Problem to solve
From the line with "full sequence once." through the line with "report.opened = true;", repeat the entries verbatim, both end lines included, and add nothing.

──────── Source material ────────

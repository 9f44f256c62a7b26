use std::path::PathBuf;

use clap::{Args, Parser, Subcommand};
use tracing::info;
use ytissues::youtrack::YouTrackClient;
use ytissues::{commands, config, logging};

/// Retrieve project names or issues from a YouTrack service.
///
/// Set YT_URL to the service url and YT_AUTH to a permanent token, or put
/// both into ~/.config/ytissues/config.toml.
#[derive(Debug, Parser)]
#[command(name = "ytissues", version)]
struct Cli {
    #[command(subcommand)]
    command: Command,
}

#[derive(Debug, Subcommand)]
enum Command {
    /// Backup all issues of all projects with all attachments.
    Backup(BackupArgs),
    /// List projects, or the issues of one project.
    Ls(LsArgs),
}

#[derive(Debug, Args)]
struct BackupArgs {
    /// The root directory to store all tickets.
    #[arg(value_name = "YT_BACKUP_DIR")]
    backup_dir: PathBuf,

    /// Project ID to backup (eg '0-42'). If omitted, all projects are saved.
    #[arg(short = 'i', long, value_name = "PROJECT_ID")]
    project_id: Option<String>,
}

#[derive(Debug, Args)]
struct LsArgs {
    /// Print as a table instead of a list (or CSV for a single project).
    #[arg(short, long)]
    table: bool,

    /// List the given project with its issues.
    #[arg(short = 'i', long, value_name = "PROJECT_ID")]
    project_id: Option<String>,

    /// Display more information.
    #[arg(short, long)]
    verbose: bool,
}

fn main() -> anyhow::Result<()> {
    let cli = Cli::parse();

    let cfg = config::load()?;
    logging::init(cfg.logging.debug);

    let client = YouTrackClient::new(cfg.service()?)?;
    info!("using youtrack base url {}", client.config().base_url());

    let mut out = std::io::stdout().lock();
    match &cli.command {
        Command::Backup(args) => {
            let saved = commands::backup(&client, &args.backup_dir, args.project_id.as_deref())?;
            info!("backup finished with {} issues", saved);
        }
        Command::Ls(args) => match &args.project_id {
            Some(id) => {
                commands::list_project_details(&client, &mut out, id, args.table, args.verbose)?
            }
            None => commands::list_projects(&client, &mut out, args.table, args.verbose)?,
        },
    }
    Ok(())
}
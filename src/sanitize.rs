use std::sync::OnceLock;

use regex::Regex;

const FILENAME_CHARS: [char; 5] = ['/', ':', '\\', '>', '<'];
const PATHNAME_CHARS: [char; 4] = [':', '\\', '>', '<'];

fn spaces() -> &'static Regex {
    static SPACES: OnceLock<Regex> = OnceLock::new();
    SPACES.get_or_init(|| Regex::new(" {2,}").expect("static regex"))
}

fn replace_and_collapse(text: &str, unsafe_chars: &[char]) -> String {
    let replaced: String = text
        .chars()
        .map(|c| if unsafe_chars.contains(&c) { ' ' } else { c })
        .collect();
    spaces().replace_all(&replaced, " ").into_owned()
}

/// Replaces `/ : \ > <` with a space and collapses runs of spaces.
pub fn sanitize_filename(text: &str) -> String {
    replace_and_collapse(text, &FILENAME_CHARS)
}

/// Like [`sanitize_filename`] but keeps `/` so nested paths survive.
pub fn sanitize_pathname(text: &str) -> String {
    replace_and_collapse(text, &PATHNAME_CHARS)
}

/// Keeps an attachment name as uploaded apart from the characters that
/// could leave the attachments directory. Whitespace is not collapsed.
pub fn sanitize_attachment_name(name: &str) -> String {
    let replaced: String = name
        .chars()
        .map(|c| if FILENAME_CHARS.contains(&c) { '_' } else { c })
        .collect();
    match replaced.trim() {
        "" | "." | ".." => "attachment".to_string(),
        _ => replaced,
    }
}
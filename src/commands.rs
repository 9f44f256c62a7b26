use std::io::Write;
use std::path::Path;

use tracing::{error, info};

use crate::backup::backup_project;
use crate::listing::{
    csv_line, issue_headers, issue_row, project_headers, project_line, project_row, render_table,
};
use crate::model::Project;
use crate::youtrack::{YouTrackClient, YouTrackError};

/// Backs up one project, or every project when `project_id` is `None`.
/// Stops at the first failing project. Returns the number of issues saved.
pub fn backup(
    client: &YouTrackClient,
    backup_dir: &Path,
    project_id: Option<&str>,
) -> Result<usize, YouTrackError> {
    let projects = match project_id {
        Some(id) => vec![client.get_project(id)?],
        None => client.list_projects()?,
    };

    let total = projects.len();
    let mut saved = 0;
    for (idx, project) in projects.iter().enumerate() {
        info!("backing up project {} ({}/{})", project, idx + 1, total);
        let count = backup_project(client, project, backup_dir).inspect_err(|err| {
            error!(project = project.project_id(), error = %err, "project backup failed")
        })?;
        info!("project {} saved with {} issues", project, count);
        saved += count;
    }
    Ok(saved)
}

fn issue_count(
    client: &YouTrackClient,
    project: &Project,
    verbose: bool,
) -> Result<Option<usize>, YouTrackError> {
    if !verbose {
        return Ok(None);
    }
    Ok(Some(project.issues(client)?.len()))
}

/// `ls`: one line per project, or a table. Verbose adds issue counts.
pub fn list_projects(
    client: &YouTrackClient,
    out: &mut impl Write,
    as_table: bool,
    verbose: bool,
) -> Result<(), YouTrackError> {
    let projects = client.list_projects()?;

    if as_table {
        let mut rows = Vec::with_capacity(projects.len());
        for project in &projects {
            rows.push(project_row(project, issue_count(client, project, verbose)?));
        }
        let caption = format!("{} projects in total", projects.len());
        write!(
            out,
            "{}",
            render_table("List of projects", &project_headers(verbose), &rows, &caption)
        )?;
    } else {
        for project in &projects {
            writeln!(out, "{}", project_line(project, issue_count(client, project, verbose)?))?;
        }
    }
    Ok(())
}

/// `ls -i`: the issues of one project as `;` separated lines with a
/// header, or as a table.
pub fn list_project_details(
    client: &YouTrackClient,
    out: &mut impl Write,
    project_id: &str,
    as_table: bool,
    verbose: bool,
) -> Result<(), YouTrackError> {
    let project = client.get_project(project_id)?;
    let issues = project.issues(client)?;
    let rows: Vec<Vec<String>> = issues.iter().map(|i| issue_row(i, verbose)).collect();

    if as_table {
        let title = format!("Issues of {}", project);
        let caption = format!("{} issues in total", issues.len());
        write!(
            out,
            "{}",
            render_table(&title, &issue_headers(verbose), &rows, &caption)
        )?;
    } else {
        writeln!(out, "{}", issue_headers(verbose).join(";"))?;
        for row in &rows {
            writeln!(out, "{}", csv_line(row))?;
        }
    }
    Ok(())
}
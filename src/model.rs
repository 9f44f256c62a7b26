use std::cell::OnceCell;
use std::fmt;

use chrono::{DateTime, Local};

use crate::sanitize::sanitize_filename;
use crate::youtrack::{YouTrackClient, YouTrackError};

/// Format used for every timestamp shown to the user.
pub const TIME_FORMAT: &str = "%Y-%m-%d %H:%M";

pub fn format_time(value: &DateTime<Local>) -> String {
    value.format(TIME_FORMAT).to_string()
}

/// Runs `load` on the first call only; later calls return the stored value.
/// A failed load leaves the cell empty.
fn memoized<'a, T, F>(cell: &'a OnceCell<T>, load: F) -> Result<&'a T, YouTrackError>
where
    F: FnOnce() -> Result<T, YouTrackError>,
{
    if let Some(value) = cell.get() {
        return Ok(value);
    }
    let value = load()?;
    Ok(cell.get_or_init(|| value))
}

/// A YouTrack project. Its issues are fetched on first access.
#[derive(Debug)]
pub struct Project {
    project_id: String,
    shortname: Option<String>,
    name: Option<String>,
    issues: OnceCell<Vec<Issue>>,
}

impl Project {
    /// Empty short names and names count as absent.
    pub fn new(
        project_id: impl Into<String>,
        shortname: Option<String>,
        name: Option<String>,
    ) -> Self {
        Self {
            project_id: project_id.into(),
            shortname: shortname.filter(|s| !s.is_empty()),
            name: name.filter(|s| !s.is_empty()),
            issues: OnceCell::new(),
        }
    }

    pub fn project_id(&self) -> &str {
        &self.project_id
    }

    pub fn shortname(&self) -> Option<&str> {
        self.shortname.as_deref()
    }

    pub fn name(&self) -> Option<&str> {
        self.name.as_deref()
    }

    /// Short name, else name, else the identifier.
    pub fn displayname(&self) -> &str {
        self.shortname
            .as_deref()
            .or(self.name.as_deref())
            .unwrap_or(&self.project_id)
    }

    pub fn issues(&self, client: &YouTrackClient) -> Result<&[Issue], YouTrackError> {
        memoized(&self.issues, || client.list_issues(&self.project_id)).map(Vec::as_slice)
    }
}

impl PartialEq for Project {
    fn eq(&self, other: &Self) -> bool {
        self.project_id == other.project_id
    }
}

impl Eq for Project {}

impl fmt::Display for Project {
    fn fmt(&self, f: &mut fmt::Formatter<'_>) -> fmt::Result {
        f.write_str(self.displayname())
    }
}

/// Plain issue data as decoded from the service.
#[derive(Debug, Clone, Default)]
pub struct IssueRecord {
    pub issue_id: String,
    pub project_id: String,
    pub id_readable: Option<String>,
    pub created: Option<DateTime<Local>>,
    pub updated: Option<DateTime<Local>>,
    pub resolved: Option<DateTime<Local>>,
    pub title: String,
    pub description: String,
    pub comments_count: u32,
}

#[derive(Debug)]
pub struct Issue {
    issue_id: String,
    project_id: String,
    id_readable: Option<String>,
    summary: String,
    pub created: Option<DateTime<Local>>,
    pub updated: Option<DateTime<Local>>,
    /// `None` while the issue is open.
    pub resolved: Option<DateTime<Local>>,
    pub title: String,
    pub description: String,
    pub comments_count: u32,
    comments: OnceCell<Vec<Comment>>,
    attachments: OnceCell<Vec<Attachment>>,
}

impl Issue {
    pub fn new(record: IssueRecord) -> Self {
        let summary = Self::create_summary(
            record.created.as_ref(),
            record.id_readable.as_deref(),
            &record.title,
        );
        let summary = if summary.is_empty() {
            sanitize_filename(&record.issue_id)
        } else {
            summary
        };
        Self {
            issue_id: record.issue_id,
            project_id: record.project_id,
            id_readable: record.id_readable,
            summary,
            created: record.created,
            updated: record.updated,
            resolved: record.resolved,
            title: record.title,
            description: record.description,
            comments_count: record.comments_count,
            comments: OnceCell::new(),
            attachments: OnceCell::new(),
        }
    }

    /// `<YYYY-MM-DD> <readable id> <title>` made filename safe; absent parts are skipped.
    pub fn create_summary(
        created: Option<&DateTime<Local>>,
        id_readable: Option<&str>,
        title: &str,
    ) -> String {
        let date = created.map(|c| c.format("%Y-%m-%d").to_string());
        let parts: Vec<&str> = [date.as_deref(), id_readable, Some(title)]
            .into_iter()
            .flatten()
            .filter(|part| !part.is_empty())
            .collect();
        sanitize_filename(parts.join(" ").trim())
    }

    pub fn issue_id(&self) -> &str {
        &self.issue_id
    }

    pub fn project_id(&self) -> &str {
        &self.project_id
    }

    pub fn id_readable(&self) -> Option<&str> {
        self.id_readable.as_deref()
    }

    pub fn summary(&self) -> &str {
        &self.summary
    }

    pub fn is_resolved(&self) -> bool {
        self.resolved.is_some()
    }

    pub fn comments(&self, client: &YouTrackClient) -> Result<&[Comment], YouTrackError> {
        memoized(&self.comments, || client.list_comments(&self.issue_id)).map(Vec::as_slice)
    }

    pub fn attachments(&self, client: &YouTrackClient) -> Result<&[Attachment], YouTrackError> {
        memoized(&self.attachments, || client.list_attachments(&self.issue_id))
            .map(Vec::as_slice)
    }
}

#[derive(Debug, Clone, PartialEq, Eq)]
pub struct Comment {
    pub comment_id: String,
    pub author: String,
    pub created: Option<DateTime<Local>>,
    pub updated: Option<DateTime<Local>>,
    pub text: String,
}

/// Attachment metadata; the content is only fetched while backing up.
#[derive(Debug, Clone, PartialEq, Eq)]
pub struct Attachment {
    pub issue_id: String,
    pub name: String,
    pub size: u64,
    pub mime_type: Option<String>,
    pub extension: Option<String>,
    pub charset: Option<String>,
    pub url: String,
}
//! The device-info probe.
//!
//! Opens one device, queries every selector in a fixed order, then writes
//! continuous-mode and sample-rate twice each, re-reading the selector after
//! every write. Query and set failures are reported and the run continues;
//! only a failed open ends it early. The device is closed on every path.

use crate::config::ProbeConfig;
use crate::device::{
    DeviceInfoBackend, OpenDevice, Permission, ProbeError, PropertySelector, PropertyValue,
    SetConvention, StatusCode, UnsignedFixed,
};
use serde::Serialize;
use std::fmt;
use std::io::Write;

/// Kind of device-info call a step made.
#[derive(Debug, Clone, Copy, PartialEq, Eq, Serialize)]
#[serde(rename_all = "lowercase")]
pub enum Operation {
    Query,
    Set,
}

/// Outcome of one get or set call.
#[derive(Debug, Clone, PartialEq, Serialize)]
pub struct StepOutcome {
    pub operation: Operation,
    pub selector: PropertySelector,

    /// Value read, or value written
    pub value: Option<PropertyValue>,

    pub status: StatusCode,
}

impl StepOutcome {
    pub fn succeeded(&self) -> bool {
        self.status.is_ok()
    }
}

/// Everything a probe run observed.
#[derive(Debug, Clone, Serialize)]
pub struct ProbeReport {
    pub device_name: String,
    pub convention: &'static str,
    pub opened: bool,

    /// Driver status of a failed open
    #[serde(skip_serializing_if = "Option::is_none")]
    pub open_status: Option<StatusCode>,

    pub steps: Vec<StepOutcome>,
    pub status: i32,
}

impl ProbeReport {
    fn new(device_name: &str, convention: &'static str) -> Self {
        Self {
            device_name: device_name.to_string(),
            convention,
            opened: false,
            open_status: None,
            steps: Vec::new(),
            status: 0,
        }
    }

    /// 0 for a completed run, -1 if the device could not be opened.
    pub fn status(&self) -> i32 {
        self.status
    }

    /// Process exit code for this run: 1 when the device could not be opened.
    pub fn exit_code(&self) -> u8 {
        if self.status < 0 {
            1
        } else {
            0
        }
    }

    /// Final line printed after the run.
    pub fn completion_line(&self) -> String {
        format!("Test complete. result = {}", self.status)
    }

    pub fn failures(&self) -> impl Iterator<Item = &StepOutcome> {
        self.steps.iter().filter(|s| !s.succeeded())
    }

    /// Values successfully read from `selector`, in order.
    pub fn reads_of(&self, selector: PropertySelector) -> Vec<PropertyValue> {
        self.steps
            .iter()
            .filter(|s| s.operation == Operation::Query && s.selector == selector)
            .filter_map(|s| s.value)
            .collect()
    }

    pub fn to_json(&self) -> Result<String, serde_json::Error> {
        serde_json::to_string_pretty(self)
    }
}

/// Runs the probe sequence against a backend, writing a transcript to `out`.
pub struct DeviceInfoProbe<B: DeviceInfoBackend, W: Write> {
    backend: B,
    config: ProbeConfig,
    out: W,
}

impl<B: DeviceInfoBackend, W: Write> DeviceInfoProbe<B, W> {
    pub fn new(backend: B, config: ProbeConfig, out: W) -> Self {
        Self { backend, config, out }
    }

    pub fn config(&self) -> &ProbeConfig {
        &self.config
    }

    pub fn backend(&self) -> &B {
        &self.backend
    }

    pub fn into_parts(self) -> (B, W) {
        (self.backend, self.out)
    }

    /// Run the full sequence once.
    pub fn run(&mut self) -> ProbeReport {
        let strategy = self.config.convention.strategy();
        let mut report = ProbeReport::new(&self.config.device_name, strategy.name());

        let device = match open_device(&mut self.backend, &self.config.device_name) {
            Ok(device) => device,
            Err(err) => {
                tracing::error!("{err}");
                say(&mut self.out, format_args!("Could not open device!"));
                report.open_status = err.status();
                report.status = -1;
                return report;
            }
        };
        report.opened = true;

        let mut session = Session {
            device,
            out: &mut self.out,
            strategy,
            report: &mut report,
        };

        for selector in PropertySelector::QUERY_ORDER {
            session.query(selector);
        }

        for value in self.config.continuous_writes {
            session.set_and_verify(PropertySelector::ContinuousMode, PropertyValue::Short(value));
        }

        for hz in self.config.sample_rate_writes {
            session.set_and_verify(
                PropertySelector::SampleRate,
                PropertyValue::Rate(UnsignedFixed::from_hz(hz)),
            );
        }

        // Closes the device.
        drop(session);

        tracing::info!(
            steps = report.steps.len(),
            failures = report.failures().count(),
            convention = report.convention,
            "probe finished"
        );
        report
    }
}

/// Open `device_name` for writing.
fn open_device<'b, B: DeviceInfoBackend>(backend: &'b mut B, device_name: &str) -> Result<OpenDevice<'b, B>, ProbeError> {
    OpenDevice::open(backend, device_name, Permission::Write).map_err(|status| ProbeError::OpenFailed {
        device: device_name.to_string(),
        status,
    })
}

/// State of a run while the device is open.
struct Session<'p, B: DeviceInfoBackend, W: Write> {
    device: OpenDevice<'p, B>,
    out: &'p mut W,
    strategy: &'static dyn SetConvention,
    report: &'p mut ProbeReport,
}

impl<B: DeviceInfoBackend, W: Write> Session<'_, B, W> {
    /// Query one selector and print the result.
    fn query(&mut self, selector: PropertySelector) -> Option<PropertyValue> {
        let result = self.device.get(selector);
        let (value, status) = match result {
            Ok(value) => {
                if value.width() != selector.width() {
                    tracing::warn!(%selector, expected = ?selector.width(), got = ?value.width(), "unexpected value width");
                }
                say(&mut *self.out, format_args!("query {} = {:#x}", selector, value.raw_bits()));
                tracing::debug!(%selector, code = selector.code(), %value, "query");
                (Some(value), StatusCode::OK)
            }
            Err(status) => {
                tracing::warn!(%selector, code = selector.code(), %status, "query failed");
                say(&mut *self.out, format_args!("query {selector} failed"));
                (None, status)
            }
        };

        self.report.steps.push(StepOutcome {
            operation: Operation::Query,
            selector,
            value,
            status,
        });
        value
    }

    /// Write `value` to `selector` with the configured convention, then read it back.
    fn set_and_verify(&mut self, selector: PropertySelector, value: PropertyValue) -> Option<PropertyValue> {
        let convention = self.strategy.name();
        say(
            &mut *self.out,
            format_args!("Attempt to set {selector} to {value} using {convention} method."),
        );

        let param = self.strategy.encode(&value);
        let status = match self.device.set(selector, param) {
            Ok(()) => StatusCode::OK,
            Err(status) => {
                tracing::warn!(%selector, code = selector.code(), convention, %status, "set failed");
                say(&mut *self.out, format_args!("setting {selector} using {convention} failed"));
                status
            }
        };

        self.report.steps.push(StepOutcome {
            operation: Operation::Set,
            selector,
            value: Some(value),
            status,
        });

        self.query(selector)
    }
}

/// Print one transcript line and flush.
fn say<W: Write>(out: &mut W, line: fmt::Arguments<'_>) {
    let result = out
        .write_fmt(line)
        .and_then(|()| out.write_all(b"\n"))
        .and_then(|()| out.flush());
    if let Err(e) = result {
        tracing::warn!("failed to write probe output: {e}");
    }
}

────────

Task solution
    /// Run the full sequence once.
    pub fn run(&mut self) -> ProbeReport {
        let strategy = self.config.convention.strategy();
        let mut report = ProbeReport::new(&self.config.device_name, strategy.name());

        let device = match open_device(&mut self.backend, &self.config.device_name) {
            Ok(device) => device,
            Err(err) => {
                tracing::error!("{err}");
                say(&mut self.out, format_args!("Could not open device!"));
                report.open_status = err.status();
                report.status = -1;
                return report;
            }
        };
        report.opened = true;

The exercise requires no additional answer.